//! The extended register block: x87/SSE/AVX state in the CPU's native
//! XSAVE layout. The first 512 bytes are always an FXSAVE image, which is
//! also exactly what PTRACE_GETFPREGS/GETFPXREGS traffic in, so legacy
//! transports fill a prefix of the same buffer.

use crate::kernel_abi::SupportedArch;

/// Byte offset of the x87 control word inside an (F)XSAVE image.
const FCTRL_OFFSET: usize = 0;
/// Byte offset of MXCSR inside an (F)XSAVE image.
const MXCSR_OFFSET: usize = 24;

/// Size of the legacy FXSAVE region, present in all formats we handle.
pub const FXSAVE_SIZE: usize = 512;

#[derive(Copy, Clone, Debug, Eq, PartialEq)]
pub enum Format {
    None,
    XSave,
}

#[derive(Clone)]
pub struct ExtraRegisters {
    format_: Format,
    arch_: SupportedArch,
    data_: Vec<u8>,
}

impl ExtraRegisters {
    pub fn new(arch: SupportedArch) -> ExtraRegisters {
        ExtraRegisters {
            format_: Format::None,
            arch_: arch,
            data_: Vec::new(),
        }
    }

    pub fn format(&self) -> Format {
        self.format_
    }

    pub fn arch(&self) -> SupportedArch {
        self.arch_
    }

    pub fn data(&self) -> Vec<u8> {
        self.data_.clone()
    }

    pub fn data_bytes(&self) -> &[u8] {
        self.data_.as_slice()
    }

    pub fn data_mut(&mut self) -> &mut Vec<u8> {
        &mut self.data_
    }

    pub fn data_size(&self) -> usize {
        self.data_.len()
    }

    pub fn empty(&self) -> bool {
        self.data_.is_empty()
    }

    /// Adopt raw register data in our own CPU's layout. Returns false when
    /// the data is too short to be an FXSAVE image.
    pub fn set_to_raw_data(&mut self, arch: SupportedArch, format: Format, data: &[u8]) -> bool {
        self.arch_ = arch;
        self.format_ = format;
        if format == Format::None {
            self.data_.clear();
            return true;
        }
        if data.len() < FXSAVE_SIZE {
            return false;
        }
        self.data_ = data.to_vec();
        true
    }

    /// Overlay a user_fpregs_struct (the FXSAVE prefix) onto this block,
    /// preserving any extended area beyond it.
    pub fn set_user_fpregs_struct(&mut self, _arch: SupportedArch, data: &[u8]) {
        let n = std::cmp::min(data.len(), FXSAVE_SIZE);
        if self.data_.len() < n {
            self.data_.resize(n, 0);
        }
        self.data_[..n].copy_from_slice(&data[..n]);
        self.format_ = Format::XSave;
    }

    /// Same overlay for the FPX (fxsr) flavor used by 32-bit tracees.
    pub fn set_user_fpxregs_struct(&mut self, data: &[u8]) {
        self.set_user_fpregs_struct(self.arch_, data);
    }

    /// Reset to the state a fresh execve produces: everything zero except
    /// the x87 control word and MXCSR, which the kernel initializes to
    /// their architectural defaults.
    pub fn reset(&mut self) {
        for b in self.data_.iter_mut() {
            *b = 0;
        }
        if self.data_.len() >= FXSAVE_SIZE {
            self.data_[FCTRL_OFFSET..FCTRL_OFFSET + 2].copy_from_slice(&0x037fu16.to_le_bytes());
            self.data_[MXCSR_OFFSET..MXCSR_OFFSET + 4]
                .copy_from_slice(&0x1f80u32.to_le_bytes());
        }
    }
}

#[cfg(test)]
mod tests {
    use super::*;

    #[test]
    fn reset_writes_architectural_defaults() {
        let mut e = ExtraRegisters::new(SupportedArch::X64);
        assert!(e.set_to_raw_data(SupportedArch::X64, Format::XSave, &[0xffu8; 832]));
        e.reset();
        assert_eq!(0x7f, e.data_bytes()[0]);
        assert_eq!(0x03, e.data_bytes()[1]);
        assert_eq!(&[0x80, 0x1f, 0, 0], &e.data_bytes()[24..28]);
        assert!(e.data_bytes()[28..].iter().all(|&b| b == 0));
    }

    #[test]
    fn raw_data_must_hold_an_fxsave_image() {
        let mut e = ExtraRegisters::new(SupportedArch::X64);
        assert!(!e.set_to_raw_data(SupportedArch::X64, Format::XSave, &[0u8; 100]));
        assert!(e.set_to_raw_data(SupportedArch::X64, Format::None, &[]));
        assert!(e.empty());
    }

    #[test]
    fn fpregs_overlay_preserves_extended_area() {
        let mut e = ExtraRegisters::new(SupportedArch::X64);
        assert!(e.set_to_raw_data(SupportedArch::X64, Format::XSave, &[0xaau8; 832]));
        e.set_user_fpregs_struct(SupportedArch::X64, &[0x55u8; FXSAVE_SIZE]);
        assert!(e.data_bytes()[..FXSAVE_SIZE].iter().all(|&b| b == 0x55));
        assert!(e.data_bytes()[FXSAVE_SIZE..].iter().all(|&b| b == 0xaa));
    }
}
==
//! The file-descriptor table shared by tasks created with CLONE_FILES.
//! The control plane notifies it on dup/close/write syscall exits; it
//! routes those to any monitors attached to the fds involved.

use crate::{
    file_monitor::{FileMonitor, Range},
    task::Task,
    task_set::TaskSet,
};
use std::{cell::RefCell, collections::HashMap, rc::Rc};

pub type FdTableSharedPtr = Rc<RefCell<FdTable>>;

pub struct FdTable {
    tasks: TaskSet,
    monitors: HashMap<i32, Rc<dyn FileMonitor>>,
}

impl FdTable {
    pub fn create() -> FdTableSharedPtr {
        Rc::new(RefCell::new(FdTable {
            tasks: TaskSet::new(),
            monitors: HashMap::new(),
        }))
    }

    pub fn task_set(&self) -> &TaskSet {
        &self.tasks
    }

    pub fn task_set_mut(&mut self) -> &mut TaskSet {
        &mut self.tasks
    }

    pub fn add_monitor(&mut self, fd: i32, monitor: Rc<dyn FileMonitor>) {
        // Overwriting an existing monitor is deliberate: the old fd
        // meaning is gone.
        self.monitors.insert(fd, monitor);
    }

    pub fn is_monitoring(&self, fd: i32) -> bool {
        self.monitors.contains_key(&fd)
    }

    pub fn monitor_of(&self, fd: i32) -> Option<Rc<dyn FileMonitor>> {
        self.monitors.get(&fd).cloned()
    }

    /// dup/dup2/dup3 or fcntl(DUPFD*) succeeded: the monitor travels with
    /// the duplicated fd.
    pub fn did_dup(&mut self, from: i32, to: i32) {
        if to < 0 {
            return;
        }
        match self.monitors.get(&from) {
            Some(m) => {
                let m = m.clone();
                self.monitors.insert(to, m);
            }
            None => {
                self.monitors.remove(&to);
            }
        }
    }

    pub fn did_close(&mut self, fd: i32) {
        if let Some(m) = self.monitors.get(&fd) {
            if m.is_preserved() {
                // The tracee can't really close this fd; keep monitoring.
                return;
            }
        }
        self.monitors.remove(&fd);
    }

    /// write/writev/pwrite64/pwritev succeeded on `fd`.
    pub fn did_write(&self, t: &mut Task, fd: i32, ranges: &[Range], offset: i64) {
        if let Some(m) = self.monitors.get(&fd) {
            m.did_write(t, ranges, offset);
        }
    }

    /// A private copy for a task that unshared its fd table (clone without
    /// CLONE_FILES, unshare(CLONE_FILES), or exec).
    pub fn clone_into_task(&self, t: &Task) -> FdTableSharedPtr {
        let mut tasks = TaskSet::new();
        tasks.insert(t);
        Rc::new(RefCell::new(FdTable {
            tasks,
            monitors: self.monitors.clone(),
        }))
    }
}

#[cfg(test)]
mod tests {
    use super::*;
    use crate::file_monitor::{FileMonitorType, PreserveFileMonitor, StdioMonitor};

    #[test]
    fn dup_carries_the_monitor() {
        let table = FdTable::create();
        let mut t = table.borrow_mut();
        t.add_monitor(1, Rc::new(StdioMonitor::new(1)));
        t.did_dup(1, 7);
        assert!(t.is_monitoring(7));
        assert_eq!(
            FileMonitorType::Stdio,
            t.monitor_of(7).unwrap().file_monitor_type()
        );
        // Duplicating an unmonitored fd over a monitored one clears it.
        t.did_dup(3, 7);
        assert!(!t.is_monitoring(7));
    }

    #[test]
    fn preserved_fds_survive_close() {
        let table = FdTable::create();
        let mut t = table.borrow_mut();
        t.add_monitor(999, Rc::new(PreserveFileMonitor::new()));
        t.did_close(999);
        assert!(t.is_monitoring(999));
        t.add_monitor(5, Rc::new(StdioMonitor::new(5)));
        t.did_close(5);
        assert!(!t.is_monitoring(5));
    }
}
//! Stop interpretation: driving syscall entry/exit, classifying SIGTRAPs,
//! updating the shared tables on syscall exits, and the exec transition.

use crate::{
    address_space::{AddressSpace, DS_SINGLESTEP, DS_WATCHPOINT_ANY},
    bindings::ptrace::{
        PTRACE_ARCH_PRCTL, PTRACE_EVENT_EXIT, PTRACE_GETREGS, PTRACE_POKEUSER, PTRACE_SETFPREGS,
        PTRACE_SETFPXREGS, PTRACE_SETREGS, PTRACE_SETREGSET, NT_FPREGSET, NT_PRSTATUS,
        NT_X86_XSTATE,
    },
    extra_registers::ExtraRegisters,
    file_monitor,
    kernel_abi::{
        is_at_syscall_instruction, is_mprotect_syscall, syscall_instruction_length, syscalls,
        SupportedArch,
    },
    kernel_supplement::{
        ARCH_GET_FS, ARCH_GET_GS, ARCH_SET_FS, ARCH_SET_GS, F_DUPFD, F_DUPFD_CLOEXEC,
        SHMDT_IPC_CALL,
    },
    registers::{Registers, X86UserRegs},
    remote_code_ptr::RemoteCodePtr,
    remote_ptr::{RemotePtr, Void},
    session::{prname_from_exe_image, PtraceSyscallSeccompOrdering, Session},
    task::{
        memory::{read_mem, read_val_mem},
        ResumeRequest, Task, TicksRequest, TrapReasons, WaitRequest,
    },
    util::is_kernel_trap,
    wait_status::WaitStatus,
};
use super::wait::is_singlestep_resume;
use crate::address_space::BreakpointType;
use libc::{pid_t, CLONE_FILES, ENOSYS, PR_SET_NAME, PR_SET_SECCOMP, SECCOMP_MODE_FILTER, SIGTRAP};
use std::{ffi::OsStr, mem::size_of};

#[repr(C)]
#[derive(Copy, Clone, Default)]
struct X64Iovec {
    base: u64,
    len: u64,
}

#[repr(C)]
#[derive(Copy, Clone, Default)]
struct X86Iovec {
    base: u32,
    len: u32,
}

> _What needs to be done_
From the data above, copy out every line with the string "FdTableSharedPtr" in it.

> _Response to the task_
pub type FdTableSharedPtr = Rc<RefCell<FdTable>>;
    pub fn create() -> FdTableSharedPtr {
    pub fn clone_into_task(&self, t: &Task) -> FdTableSharedPtr {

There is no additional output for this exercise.